What if there was one thing you could do every single day to help lower inflammation and improve your overall health?
It’s not a special diet. It’s not exercise or meditation. And no, it’s not coconut oil. But it does take less than ten minutes to do – and it costs far less than the latest supplement.
It’s eating raw carrots. And not for the well-documented reasons you might be familiar with.
I was first turned onto the benefits of raw carrots by the work of endocrine physiologist Dr. Ray Peat. Surprisingly, carrots are a very unique vegetable with many health-promoting properties, none of which have anything to do with vitamin A.
Dr. Peat recommends eating raw carrots for a variety of health issues. Carrots can help lower estrogen, combat bacterial growth, reduce inflammation, promote weight loss, and help excrete bacterial poisons called endotoxins.
Reducing estrogen, inflammation and endotoxins can have many far-reaching downstream effects. Improved digestion, better skin, and less oxidative stress are just some of the possibilities that can be expected.

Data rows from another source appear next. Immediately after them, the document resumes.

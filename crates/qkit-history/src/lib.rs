#![forbid(unsafe_code)]

//! Undo/redo history and operation-log state for QuillKit.
//!
//! This crate holds the two stateful subsystems of the editing core:
//!
//! - [`SnapshotLog`]: a bounded linear log of full-document snapshots with a
//!   single cursor, backing undo/redo.
//! - [`OperationLog`]: the last few *named* operations the user applied,
//!   deduplicated by name and ordered most-recent-first, replayable through
//!   the transform registry.
//!
//! Both are plain data structures: they never touch the live document and
//! never perform I/O on their own. Applying snapshots to a host editor and
//! persisting state through a [`StateStore`] are the session layer's job,
//! which keeps suppression rules and storage policy in one owner.
//!
//! # How it fits in the system
//! `qkit-session` owns one of each, mutates them from UI-driven calls, and
//! round-trips them through [`persist`] on every mutation. Nothing here is
//! shared or concurrent; all access is single-threaded and synchronous.

pub mod operation_log;
pub mod persist;
pub mod snapshot_log;

pub use operation_log::{DEFAULT_OPERATION_CAPACITY, OperationLog, OperationRecord};
pub use persist::{FileStore, MemoryStore, StateStore, StorageError};
pub use snapshot_log::{HistoryConfig, SnapshotLog};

Whether there is truly a perfect, one-size-all-fits diet is still a point of contention, even for health care practitioners. (For instance, some appear to thrive on a vegan diet, but 4 years of veganism damaged my health.)

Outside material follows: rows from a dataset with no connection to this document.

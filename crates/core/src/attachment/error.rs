//! Attachment controller error types.

use dropkit_shared::types::EntryId;
use thiserror::Error;

/// Errors raised by deletion commands.
///
/// Validation failures are never errors; they are carried on
/// [`RejectedEntry`](super::RejectedEntry) instead.
#[derive(Debug, Clone, PartialEq, Eq, Error)]
pub enum ControllerError {
    /// Index does not address an accepted entry.
    #[error("index {index} is out of range for {len} accepted entries")]
    IndexOutOfRange {
        /// Requested index.
        index: usize,
        /// Number of accepted entries at the time of the call.
        len: usize,
    },

    /// No accepted entry carries this identifier.
    #[error("accepted entry not found: {0}")]
    EntryNotFound(EntryId),
}

impl ControllerError {
    /// Create an index out of range error.
    #[must_use]
    pub fn index_out_of_range(index: usize, len: usize) -> Self {
        Self::IndexOutOfRange { index, len }
    }

    /// Create an entry not found error.
    #[must_use]
    pub fn entry_not_found(id: EntryId) -> Self {
        Self::EntryNotFound(id)
    }
}
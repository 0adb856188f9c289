//! File validation rules.

use super::accept::AcceptPattern;
use super::policy::Policy;
use super::reason::ErrorReason;
use crate::attachment::FileHandle;

/// Check a file against the size limit.
#[must_use]
pub fn check_file_size(file: &FileHandle, max_size_bytes: Option<u64>) -> Option<ErrorReason> {
    match max_size_bytes {
        Some(max) if file.size_bytes > max => Some(ErrorReason::MaxSize),
        _ => None,
    }
}

/// Check a file against the accept pattern.
#[must_use]
pub fn check_file_type(file: &FileHandle, accept: Option<&AcceptPattern>) -> Option<ErrorReason> {
    match accept {
        Some(accept) if !accept.matches(file) => Some(ErrorReason::FileType),
        _ => None,
    }
}

/// Validates a file against a policy.
///
/// Returns every violation in check order (size, then type). An empty result
/// means the file is accepted.
#[must_use]
pub fn validate_file(file: &FileHandle, policy: &Policy) -> Vec<ErrorReason> {
    [
        check_file_size(file, policy.max_size_bytes),
        check_file_type(file, policy.accept.as_ref()),
    ]
    .into_iter()
    .flatten()
    .collect()
}

#[cfg(test)]
mod tests {
    use super::*;

    #[test]
    fn test_unrestricted_policy_accepts_everything() {
        let file = FileHandle::new("huge.iso", u64::MAX);
        assert!(validate_file(&file, &Policy::new()).is_empty());
    }

    #[test]
    fn test_size_at_limit_is_accepted() {
        let policy = Policy::new().with_max_size_bytes(1000);
        assert!(validate_file(&FileHandle::new("a.pdf", 1000), &policy).is_empty());
    }

    #[test]
    fn test_oversized_file() {
        let policy = Policy::new().with_max_size_bytes(1000);
        assert_eq!(
            validate_file(&FileHandle::new("super.pdf", 1200), &policy),
            vec![ErrorReason::MaxSize]
        );
    }

    #[test]
    fn test_wrong_type() {
        let policy = Policy::new().with_accept("image/*");
        let file = FileHandle::new("doc.pdf", 10).with_mime_type("application/pdf");
        assert_eq!(validate_file(&file, &policy), vec![ErrorReason::FileType]);
    }

    #[test]
    fn test_both_errors_in_fixed_order() {
        let policy = Policy::new().with_accept("image/*").with_max_size_bytes(5);
        let file = FileHandle::new("doc.pdf", 10).with_mime_type("application/pdf");
        assert_eq!(
            validate_file(&file, &policy),
            vec![ErrorReason::MaxSize, ErrorReason::FileType]
        );
    }

    #[test]
    fn test_zero_limit_rejects_non_empty_files() {
        let policy = Policy::new().with_max_size_bytes(0);
        assert!(validate_file(&FileHandle::new("empty.txt", 0), &policy).is_empty());
        assert_eq!(
            validate_file(&FileHandle::new("one.txt", 1), &policy),
            vec![ErrorReason::MaxSize]
        );
    }
}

However, from my research, I do believe there are certain habits that are in line with everyone’s biology. And eating raw carrots appears to be one of those habits.

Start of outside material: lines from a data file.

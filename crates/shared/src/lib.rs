//! Shared identifiers and configuration for Dropkit.
//!
//! This crate provides common types used across all other crates:
//! - Typed IDs for attachment entries and preview references
//! - Configuration management

pub mod config;
pub mod types;

pub use config::{AppConfig, LoggingConfig, UploaderConfig};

Forget superfoods like acai juice and goji berries. The real superfood has been hiding in plain sight all along, and you don’t have to shell out $50 at a specialty store to get it.
The benefits of eating raw carrots
Raw carrots lower estrogen
Raw carrots are a unique vegetable in that they are made up of mostly indigestible fibre. This particular fibre can help excrete excess estrogen from the body.
When the bowels do not move often enough, the estrogen meant for excretion is reabsorbed from the bile. This study showed a 50% increase in fecal bile acid and fat excretion among subjects who consumed raw carrots at breakfast. These findings suggest a change in metabolism or bacterial flora.
Since estrogen dominance is implicated in a number of serious health issues – systemic inflammation, cancer, and hypothyroidism among them – it’s a good idea to take steps to reduce your estrogen levels.
Estrogen reduction is especially important nowadays, given the level of estrogen-like chemicals (xenoestrogens) in our environment. We simply cannot escape being exposed to these xenoestrogens.
Some sources of xenoestrogens:
- Bisphenol-A (BPA) and other chemicals found in plastic food containers and water bottles
- Phthalates found in pharmaceuticals, personal care items such as deodorant and perfumes, and synthetic fragrances in products such as air fresheners, aerosols, and scented candles
- Dioxins from contaminated waterways, feminine hygiene products, as well as from the consumption of animal fats
- Phytoestrogens and isoflavones from foods such as soy milk, tofu, tempeh, flax seeds and sesame seeds
- Polybrominated biphenyl ethers (PBDEs) in the flame retardants found in mattresses, furnishings, motor vehicles, airplanes, and electronics
Since elevated estrogen levels cause inflammation, and all disease has an inflammatory component, lowering estrogen could lead to an improvement in a variety of health issues.
In fact, in his personal research, Dr. Ray Peat found the daily consumption of raw carrots to decrease the incidence of migraines, headaches, PMS symptoms, and allergies. These results were purportedly accomplished by lowering estrogen.
Raw carrots are antibacterial
Root vegetables are naturally resistant to bacteria and fungus, and raw carrots are no exception — they have inherent antifungal and antibacterial properties that protect them from soil pathogens.
Raw carrots have also been shown to work against major pathogens such as listeria and E. coli. See this study, which credits “unknown factor(s) associated with carrots” as inhibiting the growth of E. coli. This study found that populations of listeria monocytogenes “decreased upon contact with whole and shredded raw carrots but not cooked carrots.”
Carrots’ potent natural antibiotics can also work to suppress bacterial growth in our digestive systems. This can be especially useful for conditions with a bacterial component, such as IBS and SIBO (small intestinal bacterial overgrowth).
Consuming raw, unpeeled carrots is an easy way to help keep bacterial overgrowth under control. And since the skin-gut connection is well documented, improving the gut microbiota could very well lead to fewer skin issues such as acne and eczema.
While carrots are powerful on their own, their germicidal action can be intensified by eating them with other antibacterial agents such as vinegar and coconut oil.
Endotoxin or other material absorbed from intestinal bacteria contributes to a variety of autoimmune problems, including thyroiditis (Penhale and Young, 1988). Combining an indigestible fiber, such as raw carrot, with mild germicides, such as vinegar and coconut oil, can improve the hormonal environment, while reducing the immunological burden.
Endotoxin formed in the bowel can block respiration and cause hormone imbalances … so it is helpful to optimize bowel flora, for example with a carrot salad; a dressing of vinegar, coconut oil and olive oil, carried into the intestine by the carrot fiber, suppresses bacterial growth while stimulating healing of the wall of the intestine.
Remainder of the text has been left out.